I’m excited to announce a new collaborative cluster which holds all pkgs for pacman for caching and decentralized distribution purposes.

The Cluster is currently updated from a Tier 1 ArchLinux mirror, feel free to join!

Best regards



That’s awesome. I know most of the discussion around ipfs is about a decentralized web but I find the current state of software package distribution to be even more concerning. Virtually all of the software that runs the world is being distributed by a handful of players. A decentralized web isn’t going to do much good without decentralized access to the software that runs it.

I’d also like to see machine learning datasets and models distributed over ipfs. I’m tired of downloading huge models from some gdrive/Dropbox/etc that could go away at any moment that is probably sitting on the hard drive of the guy sitting next to me.

Linux software is already pretty well available, since there are many generous providers which setup an rsync with http.

Just look at what’s available for Arch Linux:

So my intention is not to fix an issue with availability, but help to accelerate a transition from sharing updates via static servers to spread updates from the developer machine to the cluster, accessing them via their CID instead of their filename and everyone help to share the file, making them longer and better available.

If we would transition from static compressed databases to directory listings in IPFS as ‘update lists’, we could also safe a lot of traffic, since IPFS is able to deliver delta updates.

A background process for pacman could refresh the package list constantly, without using a lot of traffic for this. Avoiding any delay for ‘syncing’.

A background process could also start to pin new updates when they are available and when they are fully available a gui program could offer a popup to the user, that new updates are available for installation.

I like also the idea of local community networks, and have a history building them. Software like IPFS can help to reduce internet traffic if there’s just low bandwidth available by sharing updates and software with other computers on the local network.

I also like to add arch-related stuff in the long term on the cluster, for example an aur cache, where scripts parsing the air pkgs can ask ipfs if there’s already a file stored with this hash. If it’s stored on ipfs it’s received via ipfs instead of the link provided in the pkg.
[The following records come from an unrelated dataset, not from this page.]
use lexmatch_core::SourceError;
use thiserror::Error;

#[derive(Debug, Error)]
pub enum StoreError {
    #[error("file not found: {0}")]
    NotFound(std::path::PathBuf),

    #[error("no results for query")]
    NoResults,

    #[error("missing column '{0}'")]
    MissingColumn(&'static str),

    #[error("null {column} at row {row}")]
    NullValue { column: &'static str, row: usize },

    #[error("invalid {column} value '{value}'")]
    InvalidValue { column: &'static str, value: String },

    #[cfg(feature = "duckdb")]
    #[error("duckdb error: {0}")]
    DuckDb(#[from] ::duckdb::Error),

    #[error("arrow error: {0}")]
    Arrow(#[from] arrow::error::ArrowError),

    #[error("parquet error: {0}")]
    Parquet(#[from] parquet::errors::ParquetError),

    #[error("io error: {0}")]
    Io(#[from] std::io::Error),

    #[error("json error: {0}")]
    Json(#[from] serde_json::Error),

    #[error("{0}")]
    Other(String),
}

impl From<StoreError> for SourceError {
    fn from(err: StoreError) -> Self {
        match err {
            StoreError::MissingColumn(_)
            | StoreError::NullValue { .. }
            | StoreError::InvalidValue { .. } => {
                SourceError::Malformed(err.to_string())
            }
            other => SourceError::Unavailable(other.to_string()),
        }
    }
}
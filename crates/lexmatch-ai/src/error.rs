use lexmatch_core::{SchemaError, SourceError};
use thiserror::Error;

#[derive(Debug, Error)]
pub enum TrainingError {
    #[error("training dataset is empty")]
    EmptyDataset,

    #[error("schema error: {0}")]
    Schema(#[from] SchemaError),

    #[error("classifier error: {0}")]
    Classifier(String),
}

/// Errors surfaced by [`RecommendationService`](crate::RecommendationService).
#[derive(Debug, Error)]
pub enum RecommendError {
    /// The historical case source could not be read while building a dataset.
    #[error("historical case data unavailable: {0}")]
    Data(#[source] SourceError),

    #[error("training failed: {0}")]
    Training(#[from] TrainingError),

    #[error("model not trained, train first")]
    NotReady,

    #[error("lawyer directory unavailable: {0}")]
    Directory(#[source] SourceError),

    #[error("cannot score lawyer {lawyer_id}: {source}")]
    Candidate {
        lawyer_id: i64,
        #[source]
        source: SchemaError,
    },
}
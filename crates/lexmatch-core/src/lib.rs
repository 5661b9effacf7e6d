pub mod case;
pub mod config;
pub mod lawyer;
pub mod recommendation;
pub mod schema;
pub mod source;
pub mod suitability;

pub use case::{CaseFeatures, CaseRecord, CaseStatus, CaseType, UrgencyLevel};
pub use config::{ClassifierKind, ConfigError, FailurePolicy, RecommenderConfig, TreeConfig};
pub use lawyer::{LawyerFeatures, LawyerRecord, parse_experience_years};
pub use recommendation::RecommendationResult;
pub use schema::{Attribute, AttributeKind, FeatureSchema, SchemaError, SchemaRef};
pub use source::{CaseHistory, LawyerDirectory, SourceError};
pub use suitability::{SuitabilityLabel, assess, suitability_score};
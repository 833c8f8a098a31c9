//! # quiz-autofill
//!
//! Remembers the answers shown on LMS quiz review pages and replays them into
//! later attempts of the same quiz, driving Chrome through the DevTools Protocol.
//!
//! ## Features
//!
//! - **Extraction**: every question of a review page becomes a stored answer,
//!   keyed by quiz name and question number
//! - **Replay**: drag-and-drop, multi-blank and choice questions are filled from
//!   pasted text or from the stored answer, with the page's own events fired
//! - **Presets**: per-site JSON storage with export and import files
//! - **MCP Server**: the same tools for AI agents over stdio or HTTP
//!
//! ## Running the MCP Server
//!
//! ```bash
//! cargo run --features mcp-server --bin mcp-server -- --headed
//! ```
//!
//! ## Library Usage
//!
//! The engine runs on DOM snapshots, so it works the same on a live tab and on
//! a saved page:
//!
//! ```rust
//! use quiz_autofill::config::AutofillConfig;
//! use quiz_autofill::quiz::{QuizSession, StaticPage};
//! use quiz_autofill::store::MemoryStore;
//! use quiz_autofill::tools::{ToolContext, ToolRegistry};
//! use serde_json::json;
//!
//! # fn main() -> quiz_autofill::Result<()> {
//! let page = StaticPage::new(
//!     "https://lms.example.edu/mod/quiz/attempt.php?attempt=3",
//!     r#"<div class="que answersselect notyetanswered" id="question-3-1">
//!          <input type="radio" id="a" name="q"><label id="a_label">Paris</label>
//!        </div>"#,
//! );
//! let store = MemoryStore::new();
//! let config = AutofillConfig::default();
//! let mut session = QuizSession::new();
//! let registry = ToolRegistry::with_defaults();
//!
//! let mut context = ToolContext::new(&page, &mut session, &store, &config);
//! let result = registry.execute("apply_answers", json!({"text": "Paris"}), &mut context)?;
//! assert!(result.success);
//! # Ok(())
//! # }
//! ```
//!
//! ## Module Overview
//!
//! - [`browser`]: Chrome session, DOM snapshots and journal replay
//! - [`dom`]: DOM tree with journaled mutations
//! - [`quiz`]: question detection, extraction and replay
//! - [`store`]: preset persistence, export and import
//! - [`tools`]: named commands shared by the CLI and the MCP server
//! - [`mcp`]: Model Context Protocol server (requires `mcp-handler` feature)

pub mod browser;
pub mod config;
pub mod dom;
pub mod error;
pub mod quiz;
pub mod store;
pub mod text;
pub mod tools;

#[cfg(feature = "mcp-handler")]
pub mod mcp;

pub use browser::{BrowserSession, ConnectionOptions, LaunchOptions};
pub use config::AutofillConfig;
pub use dom::{DomTree, ElementNode, Mutation};
pub use error::{AutofillError, Result};
pub use quiz::{QuizPage, QuizSession, StaticPage};
pub use store::{FileStore, KeyValueStore, MemoryStore};
pub use tools::{Tool, ToolContext, ToolRegistry, ToolResult};

#[cfg(feature = "mcp-handler")]
pub use mcp::QuizServer;
#[cfg(feature = "mcp-handler")]
pub use rmcp::ServiceExt;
This helps a lot against outages of software developer servers, which was quite an issue for me in the last years on aur packages.

My server would just look at any update on the pkgs and download any new file appearing on the updates. Then checking the sha sum. If it’s fine, the file would be added with the checksum as filename to the cluster, making it available for download from the cache.

Old files are just dropped after a while from the cluster, to make room for new software.

Other arch related stuff would be non-official repos, if someone has trouble paying for the bandwidth necessary to offer a custom repo for the Arch community, we can add the files automatically to the cluster, offering a fast cache.